When artists criticise music-streaming services and/or complain about tiny royalty cheques, their concerns need to be taken seriously.

Sometimes that means challenging the streaming services with the points raised by those musicians, and sometimes it means questioning the basis for the criticism. In the case of Joanna Newsom, it’s both. She’s certainly not a fan of Spotify, comparing it to a rotting banana in a Los Angeles Times interview.

“Spotify is like a villainous cabal of major labels. The business is built from the ground up as a way to circumvent the idea of paying their artists,” she said.

“They can make their money from advertising and subscription, and they don’t have to pay their artists anything for that. So it’s set up in a way that they can just rob their artists, and most of their artists have no way to fight it because they’re contractually obligated to stay with the label for x amount of time and you can’t really opt out.”

There’s plenty to question there, from Spotify paying out 70% of its advertising and subscription revenues to rightsholders – if not artists directly – to the claim that artists “can’t really opt out” coming from an artist who’s done exactly that: Newsom’s music isn’t available on any on-demand streaming service.

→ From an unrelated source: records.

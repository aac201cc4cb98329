//! 读取阶段（生产者）：目标 → 池化块 + 进度事件
use std::io::{self, Read};
use std::sync::Arc;

use crossbeam_channel::{Receiver, RecvTimeoutError, SendTimeoutError, Sender};
use tracing::{debug, warn};

use crate::cancel::{CancelToken, CANCEL_POLL};
use crate::error::{FailureKind, TargetFailure};
use crate::observer::ProgressSink;
use crate::pool::{Block, BlockPool};
use crate::target::ScanTarget;
use crate::types::ProgressInfo;

/// 读取阶段结束时的汇总
#[derive(Debug, Default)]
pub(crate) struct ReaderOutcome {
    pub(crate) targets_scanned: usize,
    pub(crate) failures: Vec<TargetFailure>,
    pub(crate) blocks: u64,
    pub(crate) bytes: u64,
    pub(crate) cancelled: bool,
}

/// 单个目标的结束方式
enum TargetEnd {
    Drained,
    Stopped,
}

pub(crate) struct BlockReader<'a> {
    pool: BlockPool,
    out: Sender<Block>,
    progress: &'a dyn ProgressSink,
    cancel: CancelToken,
    outcome: ReaderOutcome,
}

impl<'a> BlockReader<'a> {
    pub(crate) fn new(pool: BlockPool, out: Sender<Block>, progress: &'a dyn ProgressSink, cancel: CancelToken) -> Self {
        Self { pool, out, progress, cancel, outcome: ReaderOutcome::default() }
    }

    /// 依次处理队列中的目标，直到队列关闭且取空（或被取消）
    ///
    /// 返回时 `out` 随 self 一起被丢弃，下游据此得知不会再有新块。
    pub(crate) fn run(mut self, targets: Receiver<Arc<dyn ScanTarget>>) -> ReaderOutcome {
        while let Some(target) = self.next_target(&targets) {
            let label = target.describe();
            match self.read_target(target, &targets) {
                Ok(TargetEnd::Drained) => {
                    debug!(target_name = %label, "target drained");
                    self.outcome.targets_scanned += 1;
                }
                Ok(TargetEnd::Stopped) => {
                    // 挂起点提前返回：令牌已取消，或下游已退出
                    self.outcome.cancelled = self.cancel.is_cancelled();
                    break;
                }
                Err(failure) => {
                    warn!(error = %failure, "skipping target");
                    self.outcome.failures.push(failure);
                }
            }
        }
        self.outcome
    }

    fn next_target(&mut self, targets: &Receiver<Arc<dyn ScanTarget>>) -> Option<Arc<dyn ScanTarget>> {
        loop {
            if self.cancel.is_cancelled() {
                self.outcome.cancelled = true;
                return None;
            }
            match targets.recv_timeout(CANCEL_POLL) {
                Ok(t) => return Some(t),
                Err(RecvTimeoutError::Timeout) => continue,
                Err(RecvTimeoutError::Disconnected) => return None,
            }
        }
    }

    fn read_target(
        &mut self,
        target: Arc<dyn ScanTarget>,
        queue: &Receiver<Arc<dyn ScanTarget>>,
    ) -> Result<TargetEnd, TargetFailure> {
        let label = target.describe();
        let fail = |kind: FailureKind, source: io::Error| TargetFailure { target: label.clone(), kind, source };

        let total_bytes = target.size().map_err(|e| fail(FailureKind::Size, e))?;
        let mut reader = target.open().map_err(|e| fail(FailureKind::Open, e))?;
        let mut offset = target.start_offset();
        debug!(target_name = %label, total_bytes, start_offset = offset, "reading target");

        loop {
            let Some(mut buf) = self.pool.acquire(&self.cancel) else {
                return Ok(TargetEnd::Stopped);
            };
            let (n, err) = fill_buffer(reader.as_mut(), &mut buf);
            if n == 0 {
                self.pool.release(buf);
                return match err {
                    None => Ok(TargetEnd::Drained),
                    Some(e) => Err(fail(FailureKind::Read, e)),
                };
            }

            let block = Block { offset, buf, len: n, source: Arc::clone(&target) };
            offset += n as u64;
            self.outcome.blocks += 1;
            self.outcome.bytes += n as u64;
            self.progress.on_progress(&ProgressInfo {
                current_target: label.clone(),
                scanned_bytes: offset,
                total_bytes,
                unscanned_targets: queue.len(),
            });
            if !self.forward(block) {
                return Ok(TargetEnd::Stopped);
            }
            // 末尾的短块已转发；错误在此之后再上报
            if let Some(e) = err {
                return Err(fail(FailureKind::Read, e));
            }
        }
    }

    /// 推送到下游；取消或下游已退出时返回 false
    fn forward(&self, mut block: Block) -> bool {
        loop {
            if self.cancel.is_cancelled() {
                return false;
            }
            match self.out.send_timeout(block, CANCEL_POLL) {
                Ok(()) => return true,
                Err(SendTimeoutError::Timeout(b)) => block = b,
                Err(SendTimeoutError::Disconnected(_)) => return false,
            }
        }
    }
}

/// 尽可能填满缓冲：返回读到的字节数，以及读取中途遇到的非 EOF 错误（若有）
///
/// 读到 0 字节即视为 EOF；`Interrupted` 会重试。
fn fill_buffer(reader: &mut dyn Read, buf: &mut [u8]) -> (usize, Option<io::Error>) {
    let mut filled = 0;
    while filled < buf.len() {
        match reader.read(&mut buf[filled..]) {
            Ok(0) => break,
            Ok(n) => filled += n,
            Err(e) if e.kind() == io::ErrorKind::Interrupted => continue,
            Err(e) => return (filled, Some(e)),
        }
    }
    (filled, None)
}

The now-familiar image of Spotify as a “cabal of major labels” also takes the majors’ equity in the service as proof of cahoots, rather than (as was the case when Spotify launched) as an unavoidable requirement for licensing – not to mention the fact that Spotify was one of the first streaming services to also grant an equity stake to indie licensing agency Merlin.

And yet… Newsom’s criticism does present some tough questions for Spotify, about why its efforts to explain how its payouts work are still falling on deaf ears. When Pandora, with its much lower average per-stream payout, “makes a kind of sense” to Newsom in a way that Spotify does not, the company clearly has a problem with its messaging.

Spotify has outlined its royalty-calculation process in more detail than any rival on its Spotify Artists site; it has run events with management body the MMF; and it has a team working directly with artists behind the scenes – yet still a story like this comes along every few weeks.

Celebrating milestones by stars like Ed Sheeran is an important part of Spotify’s (and streaming more generally) message to the music industry. But figuring out how to explain the service’s positive impact on the careers of artists at Newsom’s level – not to mention actually making it better for them through new features and partnerships – is just as important.

“We’d love to talk with Joanna about how we’re making streaming work for artists and songwriters around the world, cause we’d love to work with her too,” said spokesperson Jonathan Prince in the wake of the LA Times interview. Finding more ways to talk convincingly about that work publicly is a must for Spotify.